Starting with the line containing "PropValue::Str(s.to_string())" and going on through the line containing "impl From<Pending> for", return the lines of the data below exactly, and only those.

┌────────

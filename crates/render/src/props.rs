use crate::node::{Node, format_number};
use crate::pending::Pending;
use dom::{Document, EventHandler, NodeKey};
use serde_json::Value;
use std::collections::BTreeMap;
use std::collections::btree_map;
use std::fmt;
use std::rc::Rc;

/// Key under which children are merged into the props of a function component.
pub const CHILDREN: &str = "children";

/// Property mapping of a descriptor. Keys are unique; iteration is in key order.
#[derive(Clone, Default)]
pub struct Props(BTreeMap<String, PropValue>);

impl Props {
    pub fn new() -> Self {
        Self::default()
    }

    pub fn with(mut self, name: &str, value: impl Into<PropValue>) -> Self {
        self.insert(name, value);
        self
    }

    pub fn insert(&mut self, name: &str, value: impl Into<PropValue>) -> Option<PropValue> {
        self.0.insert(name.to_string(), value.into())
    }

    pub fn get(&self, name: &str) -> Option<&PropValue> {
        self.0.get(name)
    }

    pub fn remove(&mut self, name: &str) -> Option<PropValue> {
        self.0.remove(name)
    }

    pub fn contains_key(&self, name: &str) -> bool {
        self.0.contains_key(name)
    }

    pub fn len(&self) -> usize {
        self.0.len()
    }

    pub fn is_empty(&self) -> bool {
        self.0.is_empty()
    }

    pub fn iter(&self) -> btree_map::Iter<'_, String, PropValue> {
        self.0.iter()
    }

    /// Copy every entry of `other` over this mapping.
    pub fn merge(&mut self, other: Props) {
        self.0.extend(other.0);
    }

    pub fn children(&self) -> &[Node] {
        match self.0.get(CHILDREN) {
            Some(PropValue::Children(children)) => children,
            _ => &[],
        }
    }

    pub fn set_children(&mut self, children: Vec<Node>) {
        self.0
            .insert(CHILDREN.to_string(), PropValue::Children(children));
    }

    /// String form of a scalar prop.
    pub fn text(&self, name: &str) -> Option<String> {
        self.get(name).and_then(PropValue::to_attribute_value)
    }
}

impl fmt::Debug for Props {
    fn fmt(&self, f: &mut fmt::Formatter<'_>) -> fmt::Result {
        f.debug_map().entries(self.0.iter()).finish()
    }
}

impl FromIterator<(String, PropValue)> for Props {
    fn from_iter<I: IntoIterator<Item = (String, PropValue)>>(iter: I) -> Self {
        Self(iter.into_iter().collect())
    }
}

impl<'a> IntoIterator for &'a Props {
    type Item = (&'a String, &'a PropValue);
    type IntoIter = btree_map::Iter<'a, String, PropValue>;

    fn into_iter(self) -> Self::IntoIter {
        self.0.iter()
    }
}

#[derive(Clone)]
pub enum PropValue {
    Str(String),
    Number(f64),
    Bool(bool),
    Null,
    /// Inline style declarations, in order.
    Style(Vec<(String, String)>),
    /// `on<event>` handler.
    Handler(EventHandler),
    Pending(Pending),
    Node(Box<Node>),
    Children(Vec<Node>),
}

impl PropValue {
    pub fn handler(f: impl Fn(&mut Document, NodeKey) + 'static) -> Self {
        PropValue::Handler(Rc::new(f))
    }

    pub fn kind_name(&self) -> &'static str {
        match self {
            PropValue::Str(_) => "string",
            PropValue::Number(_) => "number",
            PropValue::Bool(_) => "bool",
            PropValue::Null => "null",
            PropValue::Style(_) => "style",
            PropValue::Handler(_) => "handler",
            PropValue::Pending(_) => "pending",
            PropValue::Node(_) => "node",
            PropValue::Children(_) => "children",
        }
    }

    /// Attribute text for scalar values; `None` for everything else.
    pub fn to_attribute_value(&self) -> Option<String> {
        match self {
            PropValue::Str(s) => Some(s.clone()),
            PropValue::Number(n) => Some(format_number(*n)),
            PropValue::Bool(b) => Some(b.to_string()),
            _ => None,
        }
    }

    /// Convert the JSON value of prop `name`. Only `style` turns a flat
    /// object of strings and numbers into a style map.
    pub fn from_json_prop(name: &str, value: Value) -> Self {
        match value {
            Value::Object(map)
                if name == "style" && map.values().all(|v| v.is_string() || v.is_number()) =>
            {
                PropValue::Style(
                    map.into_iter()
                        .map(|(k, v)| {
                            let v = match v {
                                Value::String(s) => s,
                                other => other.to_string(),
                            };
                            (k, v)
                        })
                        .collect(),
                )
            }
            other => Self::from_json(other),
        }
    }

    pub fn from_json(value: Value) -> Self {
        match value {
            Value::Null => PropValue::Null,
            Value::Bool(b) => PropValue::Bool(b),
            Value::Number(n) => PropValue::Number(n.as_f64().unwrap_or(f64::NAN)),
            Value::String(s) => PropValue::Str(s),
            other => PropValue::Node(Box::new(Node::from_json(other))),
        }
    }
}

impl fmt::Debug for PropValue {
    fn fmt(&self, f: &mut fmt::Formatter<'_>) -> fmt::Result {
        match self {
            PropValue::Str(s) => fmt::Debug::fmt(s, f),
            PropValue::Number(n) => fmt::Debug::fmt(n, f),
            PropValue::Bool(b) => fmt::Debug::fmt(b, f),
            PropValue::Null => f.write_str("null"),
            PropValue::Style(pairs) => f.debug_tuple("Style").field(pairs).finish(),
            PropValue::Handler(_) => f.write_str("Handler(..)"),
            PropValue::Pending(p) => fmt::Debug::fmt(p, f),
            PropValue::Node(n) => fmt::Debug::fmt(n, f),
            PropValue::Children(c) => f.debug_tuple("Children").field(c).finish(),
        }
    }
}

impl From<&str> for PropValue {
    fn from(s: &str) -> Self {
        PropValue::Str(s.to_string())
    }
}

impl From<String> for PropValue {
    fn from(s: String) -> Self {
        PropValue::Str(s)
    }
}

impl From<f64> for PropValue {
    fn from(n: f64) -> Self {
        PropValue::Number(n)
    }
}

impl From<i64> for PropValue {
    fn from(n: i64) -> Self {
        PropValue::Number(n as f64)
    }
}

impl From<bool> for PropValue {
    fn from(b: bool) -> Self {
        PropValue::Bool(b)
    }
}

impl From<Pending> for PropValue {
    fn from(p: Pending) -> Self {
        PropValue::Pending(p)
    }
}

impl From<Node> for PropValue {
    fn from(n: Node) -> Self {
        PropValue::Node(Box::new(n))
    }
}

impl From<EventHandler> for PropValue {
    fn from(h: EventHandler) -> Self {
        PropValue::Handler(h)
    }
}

└────────
┌────────

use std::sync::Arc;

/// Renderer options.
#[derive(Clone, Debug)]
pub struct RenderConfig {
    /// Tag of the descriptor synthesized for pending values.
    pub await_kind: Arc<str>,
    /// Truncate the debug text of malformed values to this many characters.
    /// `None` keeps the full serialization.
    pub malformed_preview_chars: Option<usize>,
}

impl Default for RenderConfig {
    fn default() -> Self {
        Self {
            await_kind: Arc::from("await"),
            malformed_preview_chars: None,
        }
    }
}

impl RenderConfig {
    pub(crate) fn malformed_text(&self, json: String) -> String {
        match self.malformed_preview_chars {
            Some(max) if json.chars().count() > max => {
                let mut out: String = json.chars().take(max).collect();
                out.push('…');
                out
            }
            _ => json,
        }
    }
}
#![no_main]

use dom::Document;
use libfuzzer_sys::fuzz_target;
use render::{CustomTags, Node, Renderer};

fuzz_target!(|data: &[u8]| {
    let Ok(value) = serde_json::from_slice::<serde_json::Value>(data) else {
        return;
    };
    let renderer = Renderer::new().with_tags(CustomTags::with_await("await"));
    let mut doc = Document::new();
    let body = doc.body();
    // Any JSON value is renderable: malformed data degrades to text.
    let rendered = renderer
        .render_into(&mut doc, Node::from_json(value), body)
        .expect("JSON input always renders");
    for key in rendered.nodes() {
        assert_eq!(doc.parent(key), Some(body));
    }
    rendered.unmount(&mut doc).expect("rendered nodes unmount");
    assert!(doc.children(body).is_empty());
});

└────────
┌────────

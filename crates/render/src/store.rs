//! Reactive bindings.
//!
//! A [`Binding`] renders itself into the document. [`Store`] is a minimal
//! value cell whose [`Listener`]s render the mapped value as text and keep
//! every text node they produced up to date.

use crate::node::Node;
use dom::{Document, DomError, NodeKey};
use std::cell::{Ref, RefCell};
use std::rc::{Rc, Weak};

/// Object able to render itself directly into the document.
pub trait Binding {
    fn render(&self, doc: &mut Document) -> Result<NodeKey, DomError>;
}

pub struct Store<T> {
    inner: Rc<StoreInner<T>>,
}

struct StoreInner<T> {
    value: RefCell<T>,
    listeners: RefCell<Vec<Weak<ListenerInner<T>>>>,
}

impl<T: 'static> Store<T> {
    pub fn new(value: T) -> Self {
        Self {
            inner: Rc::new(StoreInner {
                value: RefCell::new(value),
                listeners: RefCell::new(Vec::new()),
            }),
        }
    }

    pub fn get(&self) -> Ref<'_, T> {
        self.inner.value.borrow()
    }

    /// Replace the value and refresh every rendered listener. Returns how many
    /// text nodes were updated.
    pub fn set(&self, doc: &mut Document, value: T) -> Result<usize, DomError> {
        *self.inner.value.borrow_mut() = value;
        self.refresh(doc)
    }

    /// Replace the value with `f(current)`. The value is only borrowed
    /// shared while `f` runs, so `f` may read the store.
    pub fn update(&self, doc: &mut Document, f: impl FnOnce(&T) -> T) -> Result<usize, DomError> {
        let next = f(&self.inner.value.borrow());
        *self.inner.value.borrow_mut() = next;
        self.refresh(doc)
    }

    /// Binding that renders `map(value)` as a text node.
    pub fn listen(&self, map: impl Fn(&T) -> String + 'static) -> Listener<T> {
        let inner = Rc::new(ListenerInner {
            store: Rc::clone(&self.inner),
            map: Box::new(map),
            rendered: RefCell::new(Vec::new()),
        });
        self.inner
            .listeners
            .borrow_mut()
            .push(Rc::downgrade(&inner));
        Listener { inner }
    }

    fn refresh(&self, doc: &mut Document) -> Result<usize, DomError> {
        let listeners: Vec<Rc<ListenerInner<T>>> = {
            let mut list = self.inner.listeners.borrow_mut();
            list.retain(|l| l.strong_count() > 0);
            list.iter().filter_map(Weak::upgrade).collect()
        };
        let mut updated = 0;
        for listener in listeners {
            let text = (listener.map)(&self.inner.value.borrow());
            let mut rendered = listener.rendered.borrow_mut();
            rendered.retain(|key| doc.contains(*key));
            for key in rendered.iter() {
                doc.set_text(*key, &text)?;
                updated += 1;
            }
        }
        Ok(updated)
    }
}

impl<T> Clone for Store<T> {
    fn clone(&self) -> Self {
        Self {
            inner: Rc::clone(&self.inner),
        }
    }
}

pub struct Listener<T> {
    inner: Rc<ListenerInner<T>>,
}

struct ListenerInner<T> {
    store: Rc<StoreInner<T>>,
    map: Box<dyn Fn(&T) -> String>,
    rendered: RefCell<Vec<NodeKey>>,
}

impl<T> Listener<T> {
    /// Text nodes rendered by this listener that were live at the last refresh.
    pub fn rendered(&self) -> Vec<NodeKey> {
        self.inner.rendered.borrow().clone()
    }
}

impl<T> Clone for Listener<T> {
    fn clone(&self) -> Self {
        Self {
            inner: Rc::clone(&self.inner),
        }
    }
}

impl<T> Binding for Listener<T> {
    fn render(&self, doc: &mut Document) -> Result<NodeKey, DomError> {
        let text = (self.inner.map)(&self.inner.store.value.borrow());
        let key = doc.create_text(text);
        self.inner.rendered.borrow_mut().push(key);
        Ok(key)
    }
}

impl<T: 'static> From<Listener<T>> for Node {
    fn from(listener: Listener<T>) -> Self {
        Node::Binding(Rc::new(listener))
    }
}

└────────

_YOUR RESPONSE_
        PropValue::Str(s.to_string())
    }
}

impl From<String> for PropValue {
    fn from(s: String) -> Self {
        PropValue::Str(s)
    }
}

impl From<f64> for PropValue {
    fn from(n: f64) -> Self {
        PropValue::Number(n)
    }
}

impl From<i64> for PropValue {
    fn from(n: i64) -> Self {
        PropValue::Number(n as f64)
    }
}

impl From<bool> for PropValue {
    fn from(b: bool) -> Self {
        PropValue::Bool(b)
    }
}

impl From<Pending> for PropValue {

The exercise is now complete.